Their third album is a far more spatial affair. Tracks like Youth In Trouble and Surrender are a comment on the fifteen seconds of fame culture our society breeds while elsewhere A.O. is a tour de force, a brooding comment on the seething underbelly of a city like Sydney. In fact, it could be argued that the whole album is an ode to the Eastern states Emerald City, sprinkled with ‘face-melting techno’.

‘Yeah I’m responsible for coining that phrase,’ Moyes told OUTinPerth when asked about the new term being banded around to describe their tunes. ‘I’m just reminded of that scene in Raiders of the Lost Ark right at the end when the climax builds and tears their faces burn off. It’s like the crescendo you’ll hear at the end of Youth In Trouble Watch out, it screams, the Angel of Death has come around to strip everybody of their skin!’

The charm of this new work, as with all of The Presets endeavours, is that there is an integrity, not only to the sound they have released, but the intent with which it’s been released too.

‘We’ve stuck to our guns in a lot of ways.
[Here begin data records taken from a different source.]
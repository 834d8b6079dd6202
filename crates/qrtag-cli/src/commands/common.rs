use std::env;
use std::io::{self, IsTerminal, Read};
use std::path::PathBuf;
use std::sync::Arc;

use chrono::Utc;
use qrtag_core::config::SyncSettings;
use qrtag_core::models::Operation;
use qrtag_core::remote::{HttpRemoteClient, RemoteClient};
use qrtag_core::sync::{PassReport, SyncNotice, SyncStatus};
use qrtag_core::util::format_timestamp;
use qrtag_core::{Event, QrTagService, ScannedCode, StoreService};
use serde::Serialize;
use tokio::sync::broadcast;

use crate::config_profiles::CliConfig;
use crate::error::CliError;

/// Global options shared by every command
pub struct Context {
    pub db_path: PathBuf,
    pub offline: bool,
    pub api_url: Option<String>,
}

impl Context {
    /// Start the engine, online unless `--offline`
    pub async fn open(&self) -> Result<QrTagService, CliError> {
        self.open_with(!self.offline).await
    }

    /// Start the engine without contacting the server
    pub async fn open_local(&self) -> Result<QrTagService, CliError> {
        self.open_with(false).await
    }

    async fn open_with(&self, online: bool) -> Result<QrTagService, CliError> {
        let store = StoreService::open_or_degrade(&self.db_path).await?;
        if let qrtag_core::StorageMode::MemoryOnly { reason } = store.mode() {
            eprintln!("Warning: local storage unavailable ({reason}); changes will not be kept");
        }

        let config = CliConfig::load().map_err(CliError::Config)?;
        let client_config = config.client_config(self.api_url.as_deref());
        let remote: Arc<dyn RemoteClient> = Arc::new(HttpRemoteClient::new(&client_config)?);
        // Passes are driven by the command itself
        let settings = SyncSettings::from_env().without_interval();

        let service = if online {
            QrTagService::start(store, remote, settings).await?
        } else {
            QrTagService::start_offline(store, remote, settings).await?
        };
        Ok(service)
    }
}

#[derive(Debug, Serialize)]
pub struct EventListItem {
    pub id: String,
    pub name: String,
    pub qr_count: i64,
    pub created_at: i64,
    pub relative_time: String,
    pub synced: bool,
}

#[derive(Debug, Serialize)]
pub struct CodeListItem {
    pub id: String,
    pub content: String,
    pub category: Option<String>,
    pub summary: Option<String>,
    pub processed: bool,
    pub scanned_at: i64,
    pub synced: bool,
}

#[derive(Debug, Serialize)]
pub struct OperationItem {
    pub id: i64,
    pub kind: String,
    pub event_id: String,
    pub state: String,
    pub attempts: u32,
    pub created_at: i64,
    pub last_error: Option<String>,
}

#[derive(Debug, Serialize)]
pub struct StatusItem {
    pub state: String,
    pub pending: u64,
    pub dead_letters: u64,
    pub last_sync_at: Option<i64>,
    pub last_sync_at_iso: Option<String>,
    pub last_error: Option<String>,
}

/// Find a live event by exact id, unique id prefix, or case-insensitive name
pub async fn resolve_event(query: &str, service: &QrTagService) -> Result<Event, CliError> {
    let query = normalize_event_ref(query)?;
    let events = service.snapshot_events().await?;
    pick_event(&query, events)
}

pub fn pick_event(query: &str, events: Vec<Event>) -> Result<Event, CliError> {
    if let Some(event) = events.iter().find(|event| event.id == query) {
        return Ok(event.clone());
    }

    let by_prefix = events
        .iter()
        .filter(|event| event.id.starts_with(query))
        .collect::<Vec<_>>();
    match by_prefix.len() {
        1 => return Ok(by_prefix[0].clone()),
        0 => {}
        _ => {
            let options = by_prefix
                .iter()
                .take(3)
                .map(|event| short_id(&event.id))
                .collect::<Vec<_>>()
                .join(", ");
            return Err(CliError::AmbiguousEvent(format!(
                "ID prefix '{query}' is ambiguous; matches: {options}"
            )));
        }
    }

    let mut by_name = events
        .into_iter()
        .filter(|event| event.name.eq_ignore_ascii_case(query))
        .collect::<Vec<_>>();
    match by_name.len() {
        0 => Err(CliError::EventNotFound(query.to_string())),
        1 => Ok(by_name.remove(0)),
        _ => Err(CliError::AmbiguousEvent(format!(
            "Several events are named '{query}'; use an ID prefix instead"
        ))),
    }
}

pub fn normalize_event_ref(query: &str) -> Result<String, CliError> {
    let trimmed = query.trim();
    if trimmed.is_empty() {
        Err(CliError::EmptyEventRef)
    } else {
        Ok(trimmed.to_string())
    }
}

pub fn normalize_content(content: &str) -> Option<String> {
    let trimmed = content.trim();
    if trimmed.is_empty() {
        None
    } else {
        Some(trimmed.to_string())
    }
}

/// QR content from the arguments, or from piped stdin
pub fn resolve_code_content(content_parts: &[String]) -> Result<String, CliError> {
    if let Some(content) = normalize_content(&content_parts.join(" ")) {
        return Ok(content);
    }

    if let Some(content) = read_piped_stdin()? {
        return Ok(content);
    }

    Err(CliError::EmptyContent)
}

pub fn read_piped_stdin() -> Result<Option<String>, CliError> {
    let stdin = io::stdin();
    if stdin.is_terminal() {
        return Ok(None);
    }

    let mut buffer = String::new();
    stdin.lock().read_to_string(&mut buffer)?;
    Ok(normalize_content(&buffer))
}

/// Run a pass unless offline, then print what happened
pub async fn sync_after_change(service: &QrTagService, offline: bool) -> Result<(), CliError> {
    if offline {
        println!("Saved locally; run `qrtag sync` when back online.");
        return Ok(());
    }

    let mut notices = service.notices();
    let report = service.sync_now().await?;
    print_notices(&mut notices);
    if let Some(report) = report {
        for line in format_pass_report(&report) {
            println!("{line}");
        }
    }
    Ok(())
}

pub fn print_notices(notices: &mut broadcast::Receiver<SyncNotice>) {
    while let Ok(notice) = notices.try_recv() {
        eprintln!("Warning: {notice}");
    }
}

pub fn format_pass_report(report: &PassReport) -> Vec<String> {
    let mut lines = Vec::new();
    if report.attempted() > 0 {
        lines.push(format!(
            "Sync: {} sent, {} rejected, {} retrying, {} abandoned",
            report.succeeded, report.rejected, report.retried, report.abandoned
        ));
    }
    if report.halted {
        lines.push("Session expired; run `qrtag auth login` to keep syncing.".to_string());
    } else if let Some(error) = report.last_error.as_deref() {
        lines.push(format!("Last error: {error} (changes are kept and will be retried)"));
    } else if report.attempted() == 0 {
        lines.push("Everything is up to date.".to_string());
    }
    lines
}

pub fn format_event_lines(events: &[Event]) -> Vec<String> {
    let now_ms = Utc::now().timestamp_millis();
    events
        .iter()
        .map(|event| {
            let short_id = short_id(&event.id);
            let marker = if event.is_confirmed { ' ' } else { '*' };
            let relative_time = format_relative_time(event.created_at, now_ms);
            format!(
                "{short_id:<13}{marker} {:<32}  {:>4} codes  {relative_time}",
                truncate(&event.name, 32),
                event.qr_count
            )
        })
        .collect()
}

pub fn format_code_lines(codes: &[ScannedCode]) -> Vec<String> {
    codes
        .iter()
        .map(|code| {
            let short_id = short_id(&code.id);
            let marker = if code.is_confirmed { ' ' } else { '*' };
            let category = code.category.as_deref().unwrap_or("-");
            format!("{short_id:<13}{marker} {category:<16}  {}", code.preview(60))
        })
        .collect()
}

pub fn format_operation_lines(operations: &[Operation]) -> Vec<String> {
    operations
        .iter()
        .map(|operation| {
            let error = operation.last_error.as_deref().unwrap_or("-");
            format!(
                "#{:<5} {:<14} event={}  attempts={}  {}",
                operation.local_id,
                operation.kind(),
                short_id(operation.entity_key()),
                operation.attempt_count,
                error
            )
        })
        .collect()
}

pub fn format_status_lines(status: &SyncStatus) -> Vec<String> {
    let last_sync = status
        .last_sync_at
        .map_or_else(|| "never".to_string(), format_timestamp);
    let mut lines = vec![
        format!("State:        {}", status.state.label()),
        format!("Pending:      {}", status.pending_count),
        format!("Dead letters: {}", status.dead_letter_count),
        format!("Last sync:    {last_sync}"),
    ];
    if let Some(error) = status.last_error.as_deref() {
        lines.push(format!("Last error:   {error}"));
    }
    lines
}

pub fn event_to_list_item(event: &Event) -> EventListItem {
    let now_ms = Utc::now().timestamp_millis();
    EventListItem {
        id: event.id.clone(),
        name: event.name.clone(),
        qr_count: event.qr_count,
        created_at: event.created_at,
        relative_time: format_relative_time(event.created_at, now_ms),
        synced: event.is_confirmed,
    }
}

pub fn code_to_list_item(code: &ScannedCode) -> CodeListItem {
    CodeListItem {
        id: code.id.clone(),
        content: code.content.clone(),
        category: code.category.clone(),
        summary: code.summary.clone(),
        processed: code.processed,
        scanned_at: code.scanned_at,
        synced: code.is_confirmed,
    }
}

pub fn operation_to_item(operation: &Operation) -> OperationItem {
    OperationItem {
        id: operation.local_id,
        kind: operation.kind().to_string(),
        event_id: operation.entity_key().to_string(),
        state: operation.state.as_str().to_string(),
        attempts: operation.attempt_count,
        created_at: operation.created_at,
        last_error: operation.last_error.clone(),
    }
}

pub fn status_to_item(status: &SyncStatus) -> StatusItem {
    StatusItem {
        state: status.state.label().to_string(),
        pending: status.pending_count,
        dead_letters: status.dead_letter_count,
        last_sync_at: status.last_sync_at,
        last_sync_at_iso: status.last_sync_at.map(format_timestamp),
        last_error: status.last_error.clone(),
    }
}

pub fn short_id(id: &str) -> String {
    id.chars().take(13).collect()
}

fn truncate(value: &str, max_chars: usize) -> String {
    if value.chars().count() <= max_chars {
        return value.to_string();
    }
    let mut truncated = value
        .chars()
        .take(max_chars.saturating_sub(3))
        .collect::<String>();
    truncated.push_str("...");
    truncated
}

pub fn format_relative_time(timestamp_ms: i64, now_ms: i64) -> String {
    let diff = now_ms.saturating_sub(timestamp_ms);
    let minute = 60_000;
    let hour = 60 * minute;
    let day = 24 * hour;
    let week = 7 * day;

    if diff < minute {
        "just now".to_string()
    } else if diff < hour {
        format!("{}m ago", diff / minute)
    } else if diff < day {
        format!("{}h ago", diff / hour)
    } else if diff < week {
        format!("{}d ago", diff / day)
    } else {
        format!("{}w ago", diff / week)
    }
}

pub fn resolve_db_path(cli_db_path: Option<PathBuf>) -> Result<PathBuf, CliError> {
    if let Some(path) = cli_db_path.or_else(|| env::var_os("QRTAG_DB_PATH").map(PathBuf::from)) {
        return Ok(path);
    }
    default_db_path()
}

pub fn default_db_path() -> Result<PathBuf, CliError> {
    dirs::data_dir()
        .map(|dir| dir.join("qrtag").join("qrtag.db"))
        .ok_or_else(|| CliError::Config("Failed to resolve CLI data directory".to_string()))
}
We’ve always made really heavy party tracks but also really beautiful, haunting hypnotic softer tracks. And we’re always keen to spice things up and move forward in a way that we can comfortably take our fanbase with us. So we just made as much music as we could and then sifted through the shit until the real gems fell out. But it’ll be up to the masses to decide whether they actually are gems or not.

‘Artistically we’ve pricked up a lot of ears with Apocalypso,’ Moyes explained. ‘We did that really naturally. So we just want to keep doing what we feel is really natural and keep it as artistic and enjoyable as possible. We don’t want to distance ourselves by being too difficult.

‘So with this album we just got back to core aspects of who we are, musically, which is the piano and the drums. So we used that as the foundation for this album and used space to enhance that. If anything it’s unlike anything you’ll hear on the charts at current: I just don’t get this Eurotrance ’90s style pop that’s going around at the moment. It’s just atrocious.’

Pacifica is an album of light and shade, and fans will appreciate the new depths this duo plunge to while keep it shiny and bright. This delicate balance is maintained through a sincere diligence to the craft of creating music itself.

‘We really love making music and we really love the educational aspect of it. The more you make, the more you learn. It’s a neverending process. We’re very restless in that regard and never very satisfied.

‘We’re constantly having to solve problems. We’re constantly trying new things. And we’re constantly working with new people. There is no complacency when you are making music. It’s a really on-your-toes kind of job,’ Moyes concluded. ‘Like, the moment you buy a new piece of equipment you have to learn how to use it and learn how to creatively implement it into making music.

‘The moment you stop learning from what you do, you’re dead.’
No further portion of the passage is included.